DYRK1A in Down syndrome: an oncogene or tumor suppressor?

Yehudit Birger1 and Shai Izraeli1,2

1Functional Genomics and Department of Pediatric Hemato-oncology, Edmond and Lily Safra Children's Hospital, Sheba Medical Center, Tel Hashomer, Ramat Gan, Israel. 2Sackler Faculty of Medicine, Tel Aviv University, Tel Aviv, Israel.

Address correspondence to: Shai Izraeli, Sheba Medical Center, Tel Hashomer, 52621, Israel. Phone: 972.3.530.5943; Fax: 972.3.530.5942; E-mail: sizraeli@sheba.health.gov.il.

First published February 22, 2012

Children with Down syndrome (DS) have a markedly increased risk of developing acute megakaryoblastic leukemia (AMKL) and acute lymphoblastic leukemia compared with that of children without DS. Despite recent breakthroughs, it is not clear which genes on chromosome 21, the chromosome that is trisomic in individuals with DS, cause this predisposition. In this issue of the JCI, Malinge et al. report their loss- and gain-of-function experiments in mouse and human cells that show that increased expression of the kinase encoded by the chromosome 21 gene DYRK1A suppresses the nuclear factor of activated T cells pathway and promotes AMKL. Interestingly, the same protein has been suggested to contribute to the reduced risk of epithelial cancers in adults with DS, leading to the possibility that it could be proleukemic in children and antitumorigenic in adults.
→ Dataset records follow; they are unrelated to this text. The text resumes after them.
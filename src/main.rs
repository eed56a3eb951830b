use axum::extract::DefaultBodyLimit;
use std::net::SocketAddr;
use tokio::net::TcpListener;
use tower_http::{cors::CorsLayer, trace::TraceLayer};
use tracing::info;
use tracing_subscriber::EnvFilter;
use videoquiz_backend::{
    config::{get_config, init_config},
    routes, AppState,
};

#[tokio::main]
async fn main() -> anyhow::Result<()> {
    tracing_subscriber::fmt()
        .with_env_filter(
            EnvFilter::try_from_default_env().unwrap_or_else(|_| EnvFilter::new("info,tower_http=info")),
        )
        .init();
    init_config()?;
    let config = get_config();

    info!(
        model = %config.openai_model,
        chunk_size = config.chunk_size,
        default_questions = config.default_question_count,
        "Starting quiz service"
    );

    let app_state = AppState::new()?;

    let app = routes::router(app_state)
        .layer(CorsLayer::permissive())
        .layer(TraceLayer::new_for_http())
        .layer(DefaultBodyLimit::max(5 * 1024 * 1024));

    let addr: SocketAddr = config.server_address.parse()?;
    info!("Server listening on {}", addr);
    let listener = TcpListener::bind(addr).await?;
    axum::serve(listener, app).await?;

    Ok(())
}
pub mod chunk;
pub mod normalize;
See the related article beginning on page 948.

Down syndrome (DS) is one of the most common genetic birth defects, affecting about 1 in 800 newborns a year in the United States. It is caused by constitutional trisomy 21 (cT21). The symptoms of DS are heterogeneous, ranging from mild to severe, as are the associated medical conditions. One of the associated medical conditions is leukemia — children with DS have a markedly higher risk of developing both acute lymphoblastic leukemia (ALL) and acute myeloid leukemia than do children who do not have DS. This is in sharp contrast with the reduced prevalence of epithelial cancers in adult individuals with DS (1). Thus, cT21 is proleukemogenic during the pediatric period but antitumorigenic in adulthood. In this issue of the JCI, Malinge et al. provide new insight into the functional contribution of trisomy 21 to leukemogenesis that may have therapeutic implications (2).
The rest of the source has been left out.